> _Collected data_
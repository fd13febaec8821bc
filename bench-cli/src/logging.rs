//! Log setup.
//!
//! Two outputs share one `tracing` subscriber:
//!
//! - the experiment log file: only events under [`EVENT_TARGET`], one line
//!   each, appended as `"<unix_ms>", "<pid>", "<thread>", "<record>"`
//! - stderr: diagnostics, filtered by `RUST_LOG` (default `info`)
//!
//! [`parse_line`] reads the file format back for `analyze`.

use anyhow::{Context, Result};
use bench_node::EVENT_TARGET;
use std::fmt;
use std::fs::OpenOptions;
use std::path::Path;
use std::sync::Mutex;
use std::time::{SystemTime, UNIX_EPOCH};
use tracing::{Event, Level, Subscriber};
use tracing_subscriber::filter::{Directive, EnvFilter, Targets};
use tracing_subscriber::fmt::format::Writer;
use tracing_subscriber::fmt::{FmtContext, FormatEvent, FormatFields};
use tracing_subscriber::layer::SubscriberExt;
use tracing_subscriber::registry::LookupSpan;
use tracing_subscriber::util::SubscriberInitExt;
use tracing_subscriber::Layer;

/// Separator between the quoted columns of a log line.
const COLUMN_SEPARATOR: &str = "\", \"";

/// Formats an event as one quoted, comma-separated log line.
#[derive(Debug, Clone, Copy, Default)]
pub struct EventLineFormat;

impl<S, N> FormatEvent<S, N> for EventLineFormat
where
    S: Subscriber + for<'a> LookupSpan<'a>,
    N: for<'a> FormatFields<'a> + 'static,
{
    fn format_event(
        &self,
        ctx: &FmtContext<'_, S, N>,
        mut writer: Writer<'_>,
        event: &Event<'_>,
    ) -> fmt::Result {
        let mut message = String::new();
        ctx.format_fields(Writer::new(&mut message), event)?;
        let line = format_line(unix_ms(), std::process::id(), &thread_label(), &message);
        writeln!(writer, "{line}")
    }
}

/// Render one log line.
pub fn format_line(at_ms: u64, pid: u32, thread: &str, message: &str) -> String {
    let sep = COLUMN_SEPARATOR;
    format!("\"{at_ms}{sep}{pid}{sep}{thread}{sep}{message}\"")
}

/// Split a log line into its timestamp and message.
///
/// Returns `None` for lines not in the event log format.
pub fn parse_line(line: &str) -> Option<(u64, &str)> {
    let inner = line.trim().strip_prefix('"')?.strip_suffix('"')?;
    let mut columns = inner.splitn(4, COLUMN_SEPARATOR);
    let at_ms = columns.next()?.parse().ok()?;
    let _pid = columns.next()?;
    let _thread = columns.next()?;
    let message = columns.next()?;
    Some((at_ms, message))
}

fn unix_ms() -> u64 {
    SystemTime::now()
        .duration_since(UNIX_EPOCH)
        .map(|d| d.as_millis() as u64)
        .unwrap_or_default()
}

fn thread_label() -> String {
    let thread = std::thread::current();
    match thread.name() {
        Some(name) => name.to_string(),
        None => format!("{:?}", thread.id()),
    }
}

/// Install the global subscriber.
///
/// With `event_log`, event records are appended to that file. Diagnostics
/// always go to stderr.
pub fn init(event_log: Option<&Path>) -> Result<()> {
    let events_off: Directive = format!("{EVENT_TARGET}=off")
        .parse()
        .context("Invalid log directive")?;
    let diagnostics = EnvFilter::try_from_default_env()
        .unwrap_or_else(|_| EnvFilter::new("info"))
        .add_directive(events_off);
    let stderr_layer = tracing_subscriber::fmt::layer()
        .with_writer(std::io::stderr)
        .with_target(false)
        .with_filter(diagnostics);

    let event_layer = match event_log {
        Some(path) => {
            let file = OpenOptions::new()
                .create(true)
                .append(true)
                .open(path)
                .with_context(|| format!("Failed to open log file {}", path.display()))?;
            Some(
                tracing_subscriber::fmt::layer()
                    .event_format(EventLineFormat)
                    .with_writer(Mutex::new(file))
                    .with_filter(Targets::new().with_target(EVENT_TARGET, Level::INFO)),
            )
        }
        None => None,
    };

    tracing_subscriber::registry()
        .with(event_layer)
        .with(stderr_layer)
        .try_init()
        .context("Failed to install log subscriber")?;
    Ok(())
}

#[cfg(test)]
mod tests {
    use super::*;
    use std::io::Write;
    use std::sync::Arc;
    use tracing_subscriber::fmt::MakeWriter;

    #[derive(Clone, Default)]
    struct TestWriter {
        buffer: Arc<Mutex<Vec<u8>>>,
    }

    struct TestWriterGuard {
        buffer: Arc<Mutex<Vec<u8>>>,
    }

    impl<'a> MakeWriter<'a> for TestWriter {
        type Writer = TestWriterGuard;

        fn make_writer(&'a self) -> Self::Writer {
            TestWriterGuard {
                buffer: self.buffer.clone(),
            }
        }
    }

    impl Write for TestWriterGuard {
        fn write(&mut self, buf: &[u8]) -> std::io::Result<usize> {
            self.buffer.lock().unwrap().extend_from_slice(buf);
            Ok(buf.len())
        }

        fn flush(&mut self) -> std::io::Result<()> {
            Ok(())
        }
    }

    #[test]
    fn parses_event_lines() {
        let line = r#""1700000000123", "4242", "node-0", "PUBL_MSG::node-0::node-0=7""#;
        assert_eq!(
            parse_line(line),
            Some((1_700_000_000_123, "PUBL_MSG::node-0::node-0=7"))
        );
    }

    #[test]
    fn message_may_contain_the_separator() {
        let line = format_line(5, 1, "t", r#"RECV_MSG::a::x", "y"#);
        assert_eq!(parse_line(&line), Some((5, r#"RECV_MSG::a::x", "y"#)));
    }

    #[test]
    fn rejects_other_lines() {
        assert_eq!(parse_line(""), None);
        assert_eq!(parse_line("PUBL_MSG::a::a=1"), None);
        assert_eq!(parse_line(r#""abc", "1", "t", "NODE_INIT::a""#), None);
        assert_eq!(parse_line(r#""1", "2""#), None);
    }

    #[test]
    fn event_format_writes_quoted_columns() {
        let writer = TestWriter::default();
        let subscriber = tracing_subscriber::fmt()
            .event_format(EventLineFormat)
            .with_writer(writer.clone())
            .finish();

        tracing::subscriber::with_default(subscriber, || {
            tracing::info!(target: EVENT_TARGET, "{}", "NODE_INIT::a");
        });

        let output = String::from_utf8(writer.buffer.lock().unwrap().clone()).unwrap();
        let (at_ms, message) = parse_line(output.trim_end()).unwrap();
        assert!(at_ms > 0);
        assert_eq!(message, "NODE_INIT::a");
        assert!(output.contains(&format!("\"{}\"", std::process::id())));
    }
}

> _Try it_
Every single entry above has to be copied exactly.

> _Written reply_
repository fd13febaec8821bc
filename bench-cli/src/logging.rs
//! Log setup.
//!
//! Two outputs share one `tracing` subscriber:
//!
//! - the experiment log file: only events under [`EVENT_TARGET`], one line
//!   each, appended as `"<unix_ms>", "<pid>", "<thread>", "<record>"`
//! - stderr: diagnostics, filtered by `RUST_LOG` (default `info`)
//!
//! [`parse_line`] reads the file format back for `analyze`.

use anyhow::{Context, Result};
use bench_node::EVENT_TARGET;
use std::fmt;
use std::fs::OpenOptions;
use std::path::Path;
use std::sync::Mutex;
use std::time::{SystemTime, UNIX_EPOCH};
use tracing::{Event, Level, Subscriber};
use tracing_subscriber::filter::{Directive, EnvFilter, Targets};
use tracing_subscriber::fmt::format::Writer;
use tracing_subscriber::fmt::{FmtContext, FormatEvent, FormatFields};
use tracing_subscriber::layer::SubscriberExt;
use tracing_subscriber::registry::LookupSpan;
use tracing_subscriber::util::SubscriberInitExt;
use tracing_subscriber::Layer;

/// Separator between the quoted columns of a log line.
const COLUMN_SEPARATOR: &str = "\", \"";

/// Formats an event as one quoted, comma-separated log line.
#[derive(Debug, Clone, Copy, Default)]
pub struct EventLineFormat;

impl<S, N> FormatEvent<S, N> for EventLineFormat
where
    S: Subscriber + for<'a> LookupSpan<'a>,
    N: for<'a> FormatFields<'a> + 'static,
{
    fn format_event(
        &self,
        ctx: &FmtContext<'_, S, N>,
        mut writer: Writer<'_>,
        event: &Event<'_>,
    ) -> fmt::Result {
        let mut message = String::new();
        ctx.format_fields(Writer::new(&mut message), event)?;
        let line = format_line(unix_ms(), std::process::id(), &thread_label(), &message);
        writeln!(writer, "{line}")
    }
}

/// Render one log line.
pub fn format_line(at_ms: u64, pid: u32, thread: &str, message: &str) -> String {
    let sep = COLUMN_SEPARATOR;
    format!("\"{at_ms}{sep}{pid}{sep}{thread}{sep}{message}\"")
}

/// Split a log line into its timestamp and message.
///
/// Returns `None` for lines not in the event log format.
pub fn parse_line(line: &str) -> Option<(u64, &str)> {
    let inner = line.trim().strip_prefix('"')?.strip_suffix('"')?;
    let mut columns = inner.splitn(4, COLUMN_SEPARATOR);
    let at_ms = columns.next()?.parse().ok()?;
    let _pid = columns.next()?;
    let _thread = columns.next()?;
    let message = columns.next()?;
    Some((at_ms, message))
}

fn unix_ms() -> u64 {
    SystemTime::now()
        .duration_since(UNIX_EPOCH)
        .map(|d| d.as_millis() as u64)
        .unwrap_or_default()
}

fn thread_label() -> String {
    let thread = std::thread::current();
    match thread.name() {
        Some(name) => name.to_string(),
        None => format!("{:?}", thread.id()),
    }
}

/// Install the global subscriber.
///
/// With `event_log`, event records are appended to that file. Diagnostics
/// always go to stderr.
pub fn init(event_log: Option<&Path>) -> Result<()> {
    let events_off: Directive = format!("{EVENT_TARGET}=off")
        .parse()
        .context("Invalid log directive")?;
    let diagnostics = EnvFilter::try_from_default_env()
        .unwrap_or_else(|_| EnvFilter::new("info"))
        .add_directive(events_off);
    let stderr_layer = tracing_subscriber::fmt::layer()
        .with_writer(std::io::stderr)
        .with_target(false)
        .with_filter(diagnostics);

    let event_layer = match event_log {
        Some(path) => {
            let file = OpenOptions::new()
                .create(true)
                .append(true)
                .open(path)
                .with_context(|| format!("Failed to open log file {}", path.display()))?;
            Some(
                tracing_subscriber::fmt::layer()
                    .event_format(EventLineFormat)
                    .with_writer(Mutex::new(file))
                    .with_filter(Targets::new().with_target(EVENT_TARGET, Level::INFO)),
            )
        }
        None => None,
    };

    tracing_subscriber::registry()
        .with(event_layer)
        .with(stderr_layer)
        .try_init()
        .context("Failed to install log subscriber")?;
    Ok(())
}

#[cfg(test)]
mod tests {
    use super::*;
    use std::io::Write;
    use std::sync::Arc;
    use tracing_subscriber::fmt::MakeWriter;

    #[derive(Clone, Default)]
    struct TestWriter {
        buffer: Arc<Mutex<Vec<u8>>>,
    }

    struct TestWriterGuard {
        buffer: Arc<Mutex<Vec<u8>>>,
    }

    impl<'a> MakeWriter<'a> for TestWriter {
        type Writer = TestWriterGuard;

        fn make_writer(&'a self) -> Self::Writer {
            TestWriterGuard {
                buffer: self.buffer.clone(),
            }
        }
    }

    impl Write for TestWriterGuard {
        fn write(&mut self, buf: &[u8]) -> std::io::Result<usize> {
            self.buffer.lock().unwrap().extend_from_slice(buf);
            Ok(buf.len())
        }

        fn flush(&mut self) -> std::io::Result<()> {
            Ok(())
        }
    }

    #[test]
    fn parses_event_lines() {
        let line = r#""1700000000123", "4242", "node-0", "PUBL_MSG::node-0::node-0=7""#;
        assert_eq!(
            parse_line(line),
            Some((1_700_000_000_123, "PUBL_MSG::node-0::node-0=7"))
        );
    }

    #[test]
    fn message_may_contain_the_separator() {
        let line = format_line(5, 1, "t", r#"RECV_MSG::a::x", "y"#);
        assert_eq!(parse_line(&line), Some((5, r#"RECV_MSG::a::x", "y"#)));
    }

    #[test]
    fn rejects_other_lines() {
        assert_eq!(parse_line(""), None);
        assert_eq!(parse_line("PUBL_MSG::a::a=1"), None);
        assert_eq!(parse_line(r#""abc", "1", "t", "NODE_INIT::a""#), None);
        assert_eq!(parse_line(r#""1", "2""#), None);
    }

    #[test]
    fn event_format_writes_quoted_columns() {
        let writer = TestWriter::default();
        let subscriber = tracing_subscriber::fmt()
            .event_format(EventLineFormat)
            .with_writer(writer.clone())
            .finish();

        tracing::subscriber::with_default(subscriber, || {
            tracing::info!(target: EVENT_TARGET, "{}", "NODE_INIT::a");
        });

        let output = String::from_utf8(writer.buffer.lock().unwrap().clone()).unwrap();
        let (at_ms, message) = parse_line(output.trim_end()).unwrap();
        assert!(at_ms > 0);
        assert_eq!(message, "NODE_INIT::a");
        assert!(output.contains(&format!("\"{}\"", std::process::id())));
    }
}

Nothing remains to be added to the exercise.